UnRectDepthNet: Self-Supervised Monocular Depth Estimation using a Generic Framework for Handling Common Camera Distortion Models

In classical computer vision, rectification is an integral part of multi-view depth estimation. It typically includes epipolar rectification and lens distortion correction. This process simplifies the depth estimation significantly, and thus it has been adopted in CNN approaches. However, rectification has several side effects, including a reduced field of view (FOV), resampling distortion, and sensitivity to calibration errors. The effects are particularly pronounced in case of significant distortion (e.g., wide-angle fisheye cameras). In this paper, we propose a generic scale-aware self-supervised pipeline for estimating depth, euclidean distance, and visual odometry from unrectified monocular videos. We demonstrate a similar level of precision on the unrectified KITTI dataset with barrel distortion comparable to the rectified KITTI dataset. The intuition being that the rectification step can be implicitly absorbed within the CNN model, which learns the distortion model without increasing complexity. Our approach does not suffer from a reduced field of view and avoids computational costs for rectification at inference time. To further illustrate the general applicability of the proposed framework, we apply it to wide-angle fisheye cameras with 190$^\circ$ horizontal field of view. The training framework UnRectDepthNet takes in the camera distortion model as an argument and adapts projection and unprojection functions accordingly. The proposed algorithm is evaluated further on the KITTI rectified dataset, and we achieve state-of-the-art results that improve upon our previous work FisheyeDistanceNet. Qualitative results on a distorted test scene video sequence indicate excellent performance https://youtu.be/K6pbx3bU4Ss.

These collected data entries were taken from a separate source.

use std::path::Path;

use iced::widget::{button, column, container, pick_list, progress_bar, row, text, Space};
use iced::{Element, Length};

use videoscribe_core::shared::model_size::ModelSize;

use crate::app::{Message, ProcessingState};
use crate::settings::Appearance;

pub fn view<'a>(
    input_path: Option<&Path>,
    output_path: Option<&Path>,
    processing: &ProcessingState,
    model_size: ModelSize,
    appearance: Appearance,
) -> Element<'a, Message> {
    if input_path.is_none() {
        return empty_state();
    }

    if let ProcessingState::Complete {
        chunks,
        total_elapsed,
    } = processing
    {
        return complete_state(output_path, *chunks, total_elapsed.as_secs());
    }

    if let ProcessingState::Error(ref e) = processing {
        return error_state(e);
    }

    workflow_view(input_path, output_path, processing, model_size, appearance)
}

fn empty_state<'a>() -> Element<'a, Message> {
    centered(
        column![
            text("Transcribe a video to text").size(20),
            Space::new().height(8),
            text("Pick a video file; the transcript is saved next to it.").size(14),
            Space::new().height(24),
            button(text("Browse Files").size(15))
                .on_press(Message::SelectInput)
                .padding([12, 24]),
            Space::new().height(12),
            text("MP4, MKV, AVI, MOV, WEBM").size(12),
        ]
        .align_x(iced::Alignment::Center)
        .into(),
    )
}

fn complete_state<'a>(
    output_path: Option<&Path>,
    chunks: usize,
    total_secs: u64,
) -> Element<'a, Message> {
    let filename = output_path
        .and_then(|p| p.file_name())
        .map(|n| n.to_string_lossy().to_string())
        .unwrap_or_default();

    centered(
        column![
            text("All done!").size(20),
            Space::new().height(6),
            text(format!("Saved as {filename}")).size(14),
            text(format!(
                "{chunks} chunks in {} min {} sec",
                total_secs / 60,
                total_secs % 60
            ))
            .size(13),
            Space::new().height(24),
            button(text("Show in Folder").size(15))
                .on_press(Message::ShowInFolder)
                .padding([12, 24])
                .width(Length::Fill),
            Space::new().height(10),
            button(text("Transcribe Another Video").size(14))
                .on_press(Message::StartOver)
                .padding([12, 20])
                .width(Length::Fill)
                .style(button::secondary),
        ]
        .align_x(iced::Alignment::Center)
        .width(300)
        .into(),
    )
}

fn error_state<'a>(error: &str) -> Element<'a, Message> {
    centered(
        column![
            text("Something went wrong").size(18),
            Space::new().height(8),
            text(error.to_owned()).size(14),
            Space::new().height(20),
            button(text("Try Again").size(14))
                .on_press(Message::RunTranscribe)
                .padding([12, 24])
                .width(Length::Fill),
            Space::new().height(10),
            button(text("Start Over").size(14))
                .on_press(Message::StartOver)
                .padding([12, 20])
                .width(Length::Fill)
                .style(button::secondary),
        ]
        .align_x(iced::Alignment::Center)
        .width(320)
        .into(),
    )
}

fn workflow_view<'a>(
    input_path: Option<&Path>,
    output_path: Option<&Path>,
    processing: &ProcessingState,
    model_size: ModelSize,
    appearance: Appearance,
) -> Element<'a, Message> {
    let is_processing = !matches!(processing, ProcessingState::Idle);

    let mut col = column![].spacing(0).padding(16);

    if !is_processing {
        col = col
            .push(file_row("Input", input_path, Message::SelectInput))
            .push(Space::new().height(12))
            .push(file_row("Saves to", output_path, Message::SelectInput))
            .push(Space::new().height(16))
            .push(
                row![
                    column![
                        text("MODEL").size(11),
                        pick_list(ModelSize::ALL, Some(model_size), Message::ModelChanged),
                    ]
                    .spacing(4),
                    column![
                        text("APPEARANCE").size(11),
                        pick_list(Appearance::ALL, Some(appearance), Message::AppearanceChanged),
                    ]
                    .spacing(4),
                ]
                .spacing(16),
            )
            .push(Space::new().height(6))
            .push(text(model_size.guide()).size(12))
            .push(Space::new().height(20));
    }

    match processing {
        ProcessingState::Idle => {
            col = col.push(
                button(text("Transcribe").size(15))
                    .on_press(Message::RunTranscribe)
                    .padding([14, 24])
                    .width(Length::Fill),
            );
        }
        ProcessingState::Preparing => {
            col = col.push(progress_with_cancel("Preparing...".to_string(), None, None));
        }
        ProcessingState::Downloading(downloaded, total) => {
            let status = if *total > 0 {
                let pct = (*downloaded as f64 / *total as f64 * 100.0) as u32;
                format!("Downloading speech model - {pct}%")
            } else {
                format!("Downloading speech model... {downloaded} bytes")
            };
            col = col.push(progress_with_cancel(status, None, None));
        }
        ProcessingState::Transcribing {
            completed,
            total,
            remaining,
        } => {
            let pct = if *total > 0 {
                *completed as f32 / *total as f32 * 100.0
            } else {
                0.0
            };
            let status = format!("Transcribing chunk {completed} of {total}");
            let detail = format!("Remaining: {remaining}");
            col = col.push(progress_with_cancel(status, Some(detail), Some(pct)));
        }
        _ => {}
    }

    col.into()
}

fn progress_with_cancel<'a>(
    status: String,
    detail: Option<String>,
    progress: Option<f32>,
) -> Element<'a, Message> {
    let mut col = column![text(status).size(15)]
        .spacing(8)
        .align_x(iced::Alignment::Center)
        .width(Length::Fill);

    if let Some(pct) = progress {
        col = col.push(progress_bar(0.0..=100.0, pct));
    }
    if let Some(detail) = detail {
        col = col.push(text(detail).size(13));
    }

    col = col.push(Space::new().height(16));
    col = col.push(
        button(text("Cancel").size(13))
            .on_press(Message::CancelWork)
            .padding([8, 20])
            .style(button::secondary),
    );

    container(col)
        .width(Length::Fill)
        .center_x(Length::Fill)
        .padding([48, 40])
        .into()
}

fn centered(content: Element<'_, Message>) -> Element<'_, Message> {
    container(content)
        .width(Length::Fill)
        .height(Length::Fill)
        .center_x(Length::Fill)
        .center_y(Length::Fill)
        .into()
}

fn file_row<'a>(label: &str, path: Option<&Path>, on_browse: Message) -> Element<'a, Message> {
    let display_text: Element<'a, Message> = if let Some(name) = path.and_then(|p| p.file_name()) {
        text(name.to_string_lossy().to_string()).size(15).into()
    } else {
        text("No file selected").size(15).into()
    };

    let btn = button(text("Change").size(13))
        .padding([6, 14])
        .on_press(on_browse)
        .style(button::secondary);

    let label_text = text(label.to_uppercase()).size(11);

    let content = row![column![label_text, display_text].width(Length::Fill), btn]
        .spacing(8)
        .align_y(iced::Alignment::Center);

    container(content)
        .padding([14, 16])
        .style(container::rounded_box)
        .width(Length::Fill)
        .into()
}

翻译：在经典计算机视觉中，图像校正（rectification）是多视角深度估计的核心环节，通常包括极线校正与镜头畸变校正。这一过程显著简化了深度估计，因此被卷积神经网络方法广泛采用。然而，图像校正会带来视野（FOV）缩小、重采样畸变以及对标定误差敏感等副作用，尤其在存在显著畸变（如广角鱼眼相机）时更为突出。本文提出一种通用尺度感知自监督流水线，可从未经校正的单目视频中估计深度、欧氏距离及视觉里程计。我们在存在桶形畸变的未校正KITTI数据集上展示了与校正后KITTI数据集相当的精密度。其核心思想在于：校正步骤可隐式嵌入CNN模型内部，使模型在不增加复杂度的情况下学习畸变模型。本方法不会受视野缩小影响，并避免了推理时的校正计算开销。为进一步验证该框架的通用性，我们将其应用于水平视角达190°的广角鱼眼相机。训练框架UnRectDepthNet将相机畸变模型作为输入参数，并据此自适应调整投影与反投影函数。在KITTI校正数据集上的评估表明，本算法达到了领先水平，并优于我们此前工作FisheyeDistanceNet。在畸变测试场景视频序列上的定性结果展现了优异性能 https://youtu.be/K6pbx3bU4Ss。